Journal of Control Science and Engineering

Volume 2017 (2017), Article ID 2697297, 8 pages

https://doi.org/10.1155/2017/2697297

## Fault Diagnosis Method Based on Information Entropy and Relative Principal Component Analysis

School of Automation, Hangzhou Dianzi University, Hangzhou 310018, China

Correspondence should be addressed to Chenglin Wen; nc.ude.udh@lcnew

Received 19 December 2016; Accepted 22 January 2017; Published 20 February 2017

Academic Editor: Xiao He

Copyright © 2017 Xiaoming Xu and Chenglin Wen. This is an open access article distributed under the Creative Commons Attribution License, which permits unrestricted use, distribution, and reproduction in any medium, provided the original work is properly cited.

#### Abstract

In traditional principle component analysis (PCA), because of the neglect of the dimensions influence between different variables in the system, the selected principal components (PCs) often fail to be representative. While the relative transformation PCA is able to solve the above problem, it is not easy to calculate the weight for each characteristic variable. In order to solve it, this paper proposes a kind of fault diagnosis method based on information entropy and Relative Principle Component Analysis. Firstly, the algorithm calculates the information entropy for each characteristic variable in the original dataset based on the information gain algorithm. Secondly, it standardizes every variable’s dimension in the dataset. And, then, according to the information entropy, it allocates the weight for each standardized characteristic variable. Finally, it utilizes the relative-principal-components model established for fault diagnosis. Furthermore, the simulation experiments based on Tennessee Eastman process and Wine datasets demonstrate the feasibility and effectiveness of the new method.

#### 1. Introduction

In the process of the industry manufacturing, there is a large amount of variables that is highly correlative; these variables contain the essential information that would be helpful to judge the status of the system. As a result, it is an important problem to find and predict the fault through this information to ensure that the equipment always works in a safe and reliable way [1, 2].
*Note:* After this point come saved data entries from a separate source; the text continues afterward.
//! Particle effects for OUTBREAK.
//!
//! Implements the impact-burst particle simulation: a budgeted emitter
//! that sprays short-lived shrinking particles along a hit angle. The
//! crate is plain data plus update functions; the sim layer owns where
//! bursts attach and when they are driven.

pub mod particle;
pub mod system;

pub use outbreak_core as core;

pub use particle::Particle;
pub use system::{EmitterPhase, ParticleSystem};
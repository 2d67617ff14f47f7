//! Builds the per-tick [`FrameSnapshot`] from read-only world queries.
//!
//! Runs every tick regardless of phase, so paused and game-over frames
//! still publish a complete view.

use hecs::World;

use outbreak_core::components::{Health, Helm, Launcher, Player, Zombie, ZombieProfile};
use outbreak_core::constants::PLAYER_MAX_HEALTH;
use outbreak_core::enums::GamePhase;
use outbreak_core::events::GameEvent;
use outbreak_core::state::{
    BoltView, FrameSnapshot, ParticleView, PlayerView, ScoreView, ZombieView,
};
use outbreak_core::types::{Body, SimTime};
use outbreak_fx::ParticleSystem;

use crate::engine::ScoreState;

/// Build a complete snapshot of the current world state.
pub fn build_snapshot(
    world: &World,
    time: &SimTime,
    phase: GamePhase,
    events: Vec<GameEvent>,
    score: &ScoreState,
) -> FrameSnapshot {
    FrameSnapshot {
        time: *time,
        phase,
        player: build_player(world),
        zombies: build_zombies(world),
        bolts: build_bolts(world),
        score: ScoreView {
            zombies_spawned: score.zombies_spawned,
            zombies_slain: score.zombies_slain,
            shots_fired: score.shots_fired,
        },
        events,
    }
}

fn build_player(world: &World) -> PlayerView {
    world
        .query::<(&Player, &Body, &Helm, &Launcher, &Health)>()
        .iter()
        .next()
        .map(|(_, (_tag, body, helm, launcher, health))| PlayerView {
            pos: body.pos,
            size: body.size,
            angle: helm.angle,
            heading: helm.heading,
            health: health.current,
            max_health: PLAYER_MAX_HEALTH,
            cooldown_ticks: launcher.cooldown_ticks,
        })
        .unwrap_or_default()
}

fn build_zombies(world: &World) -> Vec<ZombieView> {
    let mut zombies: Vec<ZombieView> = world
        .query::<(&Zombie, &Body, &ZombieProfile, Option<&ParticleSystem>)>()
        .iter()
        .map(|(_, (_tag, body, profile, burst))| ZombieView {
            id: profile.id,
            pos: body.pos,
            size: body.size,
            hp: profile.hp,
            hit: profile.hit,
            particles: burst.map(build_particles).unwrap_or_default(),
        })
        .collect();

    // Stable order for rendering and for snapshot comparison in tests.
    zombies.sort_by_key(|z| z.id);
    zombies
}

fn build_particles(burst: &ParticleSystem) -> Vec<ParticleView> {
    burst
        .particles
        .iter()
        .map(|p| ParticleView {
            pos: p.pos,
            side: p.side(),
        })
        .collect()
}

fn build_bolts(world: &World) -> Vec<BoltView> {
    let mut bolts = Vec::new();
    for (_, (_tag, launcher)) in world.query::<(&Player, &Launcher)>().iter() {
        for bolt in &launcher.bolts {
            bolts.push(BoltView {
                pos: bolt.body.pos,
                size: bolt.body.size,
                angle: bolt.angle,
            });
        }
    }
    bolts
}
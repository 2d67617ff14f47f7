//! ECS systems that advance the simulation each tick.
//!
//! Systems are free functions over `&mut World` (plus whatever engine
//! state they need). They hold no state of their own; the order they
//! run in is fixed by the engine and several of them depend on it.

pub mod cleanup;
pub mod effects;
pub mod player;
pub mod pursuit;
pub mod snapshot;
pub mod spawner;
//! Cleanup system: despawns zombies whose hit points are gone.

use hecs::{Entity, World};

use outbreak_core::components::{Zombie, ZombieProfile};
use outbreak_core::events::GameEvent;

use crate::engine::ScoreState;

/// Remove dead zombies from the world. Uses a pre-allocated buffer to
/// avoid allocating every tick. Despawning drops the whole bundle,
/// attached particle burst included, in one step.
pub fn run(
    world: &mut World,
    despawn_buffer: &mut Vec<Entity>,
    events: &mut Vec<GameEvent>,
    score: &mut ScoreState,
) {
    despawn_buffer.clear();

    for (entity, (_tag, profile)) in world.query_mut::<(&Zombie, &ZombieProfile)>() {
        if profile.hp <= 0 {
            despawn_buffer.push(entity);
            events.push(GameEvent::ZombieSlain { id: profile.id });
            score.zombies_slain += 1;
        }
    }

    for entity in despawn_buffer.drain(..) {
        let _ = world.despawn(entity);
    }
}
//! Simulation constants and tuning parameters.

/// Simulation tick rate (Hz).
pub const TICK_RATE: u32 = 60;

/// Seconds per tick.
pub const DT: f64 = 1.0 / TICK_RATE as f64;

// --- Play field ---

/// Field width in pixels.
pub const FIELD_WIDTH: f32 = 1280.0;

/// Field height in pixels.
pub const FIELD_HEIGHT: f32 = 512.0;

// --- Player ---

/// Player box side length (square).
pub const PLAYER_SIZE: f32 = 15.0;

/// Rotation applied per tick per held turn key (radians).
pub const PLAYER_TURN_RATE: f32 = 0.04;

/// Heading magnitude: pixels moved per tick of forward/backward input.
pub const PLAYER_MOVE_SPEED: f32 = 5.0;

/// Starting and maximum player health.
pub const PLAYER_MAX_HEALTH: i32 = 100;

/// Health lost per tick of zombie contact.
pub const CONTACT_DAMAGE: i32 = 1;

/// Firing cooldown in seconds.
pub const FIRE_COOLDOWN_SECS: f32 = 0.5;

/// Firing cooldown in ticks (30 at 60 Hz).
pub const FIRE_COOLDOWN_TICKS: u32 = (TICK_RATE as f32 * FIRE_COOLDOWN_SECS) as u32;

// --- Bolts ---

/// Bolt box side length (square).
pub const BOLT_SIZE: f32 = 5.0;

/// Bolt speed in pixels per tick.
pub const BOLT_SPEED: f32 = 5.0;

/// Damage dealt by one bolt hit.
pub const BOLT_DAMAGE: i32 = 25;

// --- Zombies ---

/// Zombie box side length (square).
pub const ZOMBIE_SIZE: f32 = 15.0;

/// Starting zombie hit points.
pub const ZOMBIE_MAX_HP: i32 = 100;

/// Pursuit step length in pixels per tick (unit speed, range-independent).
pub const ZOMBIE_STEP: f32 = 1.0;

/// Ticks between zombie spawns. The first spawn happens on the first tick.
pub const SPAWN_INTERVAL_TICKS: u32 = 90;

/// Horizontal offset outside the field at which edge spawns appear.
pub const SPAWN_EDGE_OFFSET: f32 = 15.0;

// --- Particle effects ---

/// Updates during which a particle system emits one particle each.
pub const PARTICLE_EMIT_BUDGET: u32 = 15;

/// Minimum initial particle life (ticks worth of decay).
pub const PARTICLE_LIFE_MIN: f32 = 3.0;

/// Maximum initial particle life (exclusive).
pub const PARTICLE_LIFE_MAX: f32 = 5.0;

/// Life lost per update.
pub const PARTICLE_LIFE_DECAY: f32 = 0.1;

/// Deviation below the base angle is sampled from this many discrete
/// hundredth-radian steps (inclusive), spanning [angle - 2.5, angle].
pub const PARTICLE_SPREAD_STEPS: u32 = 250;

/// Along-angle particle drift speed (pixels per update).
pub const PARTICLE_DRIFT_X: f32 = 2.0;

/// Cross-angle drift is sampled uniformly from this range at attach time.
pub const PARTICLE_DRIFT_Y_MAX: f32 = 1.0;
However, during the industry manufacturing, the collected characteristic variables have different units; this raises a problem that we may come out with the different result only due to the unit difference; hence, we have to standardize the unit. What is more, after the standardization, it is inevitable to lose the diversity among different variables and present the property of distribution uniformity in the perspective of geometry which makes it hard to extract the principle component for compression and diagnosis. As to overcome these problem, some methods have been proposed recently [3–8]. Shi et al. use the Mahalanobis distance for relative transformation to reduce the effect of the dimension standardization [4]. Tang et al. propose a relative transformation principal component analysis to reduce the data noise for the transformation oil breakdown voltage prediction [5]. Yi et al. introduce a relative transformation operator to change the original variables in the spatial distribution and eigenvalues of the covariance matrix in the feature space [6]. Wen et al. propose a method called Relative Principle Component Analysis (RPCA); it introduces weighting for each variable based on the prior information of the system to eliminate the false information due to standardizing the variable units [7, 8], but the shortage of this method is that it needs a large amount of prior information from the system which is hard to gain in real engineering application.
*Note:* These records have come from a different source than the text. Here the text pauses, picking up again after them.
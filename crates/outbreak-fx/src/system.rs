//! Budgeted particle emitter with a three-phase lifecycle.

use glam::Vec2;
use rand::Rng;

use outbreak_core::constants::{
    PARTICLE_DRIFT_X, PARTICLE_DRIFT_Y_MAX, PARTICLE_EMIT_BUDGET, PARTICLE_LIFE_DECAY,
    PARTICLE_LIFE_MAX, PARTICLE_LIFE_MIN, PARTICLE_SPREAD_STEPS,
};

use crate::particle::Particle;

/// Lifecycle phase of a particle system.
#[derive(Debug, Clone, Copy, PartialEq, Eq)]
pub enum EmitterPhase {
    /// Still emitting one particle per update.
    Spawning,
    /// Budget exhausted; existing particles are still aging out.
    Draining,
    /// No particles left. Terminal.
    Empty,
}

/// An impact burst attached to a zombie when a bolt connects.
///
/// Each update emits at most one particle (while the budget lasts) at the
/// owner's current center, then ages every live particle: position drifts
/// along a randomly deviated copy of the hit angle, life decays by 0.1,
/// and expired particles are dropped.
#[derive(Debug, Clone)]
pub struct ParticleSystem {
    pub particles: Vec<Particle>,
    /// Base drift angle (the angle of the bolt that caused the burst).
    pub angle: f32,
    /// Shared drift speed copied into each spawned particle.
    pub velocity: Vec2,
    /// Total updates that emit a particle.
    pub emit_budget: u32,
    /// Updates that have emitted so far.
    pub emitted: u32,
}

impl ParticleSystem {
    pub fn new(angle: f32, velocity: Vec2, emit_budget: u32) -> Self {
        Self {
            particles: Vec::with_capacity(emit_budget as usize),
            angle,
            velocity,
            emit_budget,
            emitted: 0,
        }
    }

    /// Standard impact burst: along-angle drift of 2 px/update, cross
    /// drift sampled once in [-1, 1], default emit budget.
    pub fn burst(angle: f32, rng: &mut impl Rng) -> Self {
        let cross = rng.gen_range(-PARTICLE_DRIFT_Y_MAX..=PARTICLE_DRIFT_Y_MAX);
        Self::new(angle, Vec2::new(PARTICLE_DRIFT_X, cross), PARTICLE_EMIT_BUDGET)
    }

    /// Whether the system is still in its spawning phase. The owner clears
    /// its `hit` flag the first time this goes false.
    pub fn spawning(&self) -> bool {
        self.emitted < self.emit_budget
    }

    /// Fully drained: budget spent and every particle expired.
    pub fn is_spent(&self) -> bool {
        !self.spawning() && self.particles.is_empty()
    }

    pub fn phase(&self) -> EmitterPhase {
        if self.spawning() {
            EmitterPhase::Spawning
        } else if self.particles.is_empty() {
            EmitterPhase::Empty
        } else {
            EmitterPhase::Draining
        }
    }

    /// Advance the burst by one tick.
    ///
    /// `origin` is the owner's current box center, so spawned particles
    /// track the owner as it moves. Each live particle (including one
    /// spawned this call) samples its own deviation from the base angle,
    /// uniform over the 251 hundredth-radian steps in [angle - 2.5, angle],
    /// then drifts by `(cos(dev) * vx, -sin(dev) * vy)`; the y sign flip
    /// matches the screen-space y-down convention.
    ///
    /// Returns `spawning()` after this update.
    pub fn update(&mut self, origin: Vec2, rng: &mut impl Rng) -> bool {
        if self.spawning() {
            self.particles.push(Particle {
                pos: origin,
                velocity: self.velocity,
                remaining_life: rng.gen_range(PARTICLE_LIFE_MIN..PARTICLE_LIFE_MAX),
            });
            self.emitted += 1;
        }

        let angle = self.angle;
        self.particles.retain_mut(|p| {
            let deviation = angle - rng.gen_range(0..=PARTICLE_SPREAD_STEPS) as f32 / 100.0;
            p.pos.x += deviation.cos() * p.velocity.x;
            p.pos.y -= deviation.sin() * p.velocity.y;
            p.remaining_life -= PARTICLE_LIFE_DECAY;
            p.remaining_life > 0.0
        });

        self.spawning()
    }
}
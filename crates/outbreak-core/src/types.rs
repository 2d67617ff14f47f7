//! Fundamental geometric and simulation types.

use glam::Vec2;
use serde::{Deserialize, Serialize};

/// Axis-aligned bounding box in screen space (pixels, y grows downward).
///
/// Value type with no identity; colliders are rebuilt from an entity's
/// current position rather than kept in sync incrementally.
#[derive(Debug, Clone, Copy, Default, PartialEq, Serialize, Deserialize)]
pub struct Aabb {
    pub x: f32,
    pub y: f32,
    pub w: f32,
    pub h: f32,
}

/// Logical box of an entity: top-left corner plus extent.
/// Used both for movement and for collider reconstruction.
#[derive(Debug, Clone, Copy, Default, PartialEq, Serialize, Deserialize)]
pub struct Body {
    pub pos: Vec2,
    pub size: Vec2,
}

/// Simulation time tracking.
#[derive(Debug, Clone, Copy, Default, Serialize, Deserialize)]
pub struct SimTime {
    /// Current tick number (increments by 1 each tick).
    pub tick: u64,
    /// Elapsed simulation time in seconds.
    pub elapsed_secs: f64,
}

/// RGB color passed to the render surface.
#[derive(Debug, Clone, Copy, Default, PartialEq, Eq, Serialize, Deserialize)]
pub struct Color {
    pub r: u8,
    pub g: u8,
    pub b: u8,
}

impl Aabb {
    /// Extents must be non-negative; negative values are a caller
    /// contract violation, checked only in debug builds.
    pub fn new(x: f32, y: f32, w: f32, h: f32) -> Self {
        debug_assert!(w >= 0.0 && h >= 0.0, "Aabb extents must be >= 0");
        Self { x, y, w, h }
    }

    /// Strict interval-overlap test on both axes. Boxes that touch only
    /// at an edge do not overlap.
    pub fn overlaps(&self, other: &Aabb) -> bool {
        self.x < other.x + other.w
            && self.x + self.w > other.x
            && self.y < other.y + other.h
            && self.y + self.h > other.y
    }
}

impl Body {
    pub fn new(pos: Vec2, size: Vec2) -> Self {
        Self { pos, size }
    }

    /// Collider for the current position.
    pub fn aabb(&self) -> Aabb {
        Aabb::new(self.pos.x, self.pos.y, self.size.x, self.size.y)
    }

    /// Center of the box (muzzle point, particle emit origin).
    pub fn center(&self) -> Vec2 {
        self.pos + self.size * 0.5
    }
}

impl Color {
    pub const fn new(r: u8, g: u8, b: u8) -> Self {
        Self { r, g, b }
    }
}

impl SimTime {
    /// Seconds per tick at the fixed tick rate.
    pub fn dt(&self) -> f64 {
        crate::constants::DT
    }

    /// Advance by one tick.
    pub fn advance(&mut self) {
        self.tick += 1;
        self.elapsed_secs += self.dt();
    }
}

/// Normalize an angle into `[0, 2π)` by wraparound.
pub fn wrap_angle(angle: f32) -> f32 {
    angle.rem_euclid(std::f32::consts::TAU)
}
In order to solve the problem, this paper introduces the concept of information entropy and proposes a new fault diagnosis method that combines the information entropy and relative transformation PCA which is called information entropy relative transformation PCA (InEnRPCA). The information entropy is put forward by Shannon in 1948 [9]; it indicates that the redundancy exists among any information and can be measured based on the symbol in the information such as the number, alphabet, and words. With the development of the information theory, the information entropy has become an effective method to measure the degree of importance for each feature in the sample and achieved a wide application in many areas. For instance, while using the decision-making tree for classification, Hu et al. use the information entropy to calculate the significance for each feature and then prune the decision-making tree and reduce the false alarm [10]. Y. Y. Chen and Y. M. Chen use the information entropy to measure the uncertainty on the data in the attribute reduction algorithm [11]. Wang et al. use the information entropy to balance the weight of each sememe in the area of natural language processing [12].

As to the problem we are facing, we start in the perspective of information theory and use the information gain algorithm to extract information entropy as the heuristic knowledge from the original dataset, then use it to calculate the relative transformation factor and allocate the weight for each standardized characteristic variable, and, finally, use the corresponding RPCA method for fault diagnosis.

The rest of this paper is organized as follows: in Section 2, we review the information entropy and information gain definition and algorithm. The original relative transformation PCA method is given in Section 3. Our simulation experiments on Tennessee Eastman process and the Wine dataset from UCI are stated in Section 4, where we make a comparisons between PCA, USPCA, and improved InEnRPCA with thirteen datasets to demonstrate the effectiveness of the new method. Finally, Section 5 gives conclusions and some discussions.

#### 2. Overview of Our Approach

A brief overview of our fault diagnosis approach is given in this section. As the framework in Figure 1 shows, the proposed approach consists of two parts: calculating the relative transformation operators based on information entropy and fault diagnosis based on RPCA-*k*NN.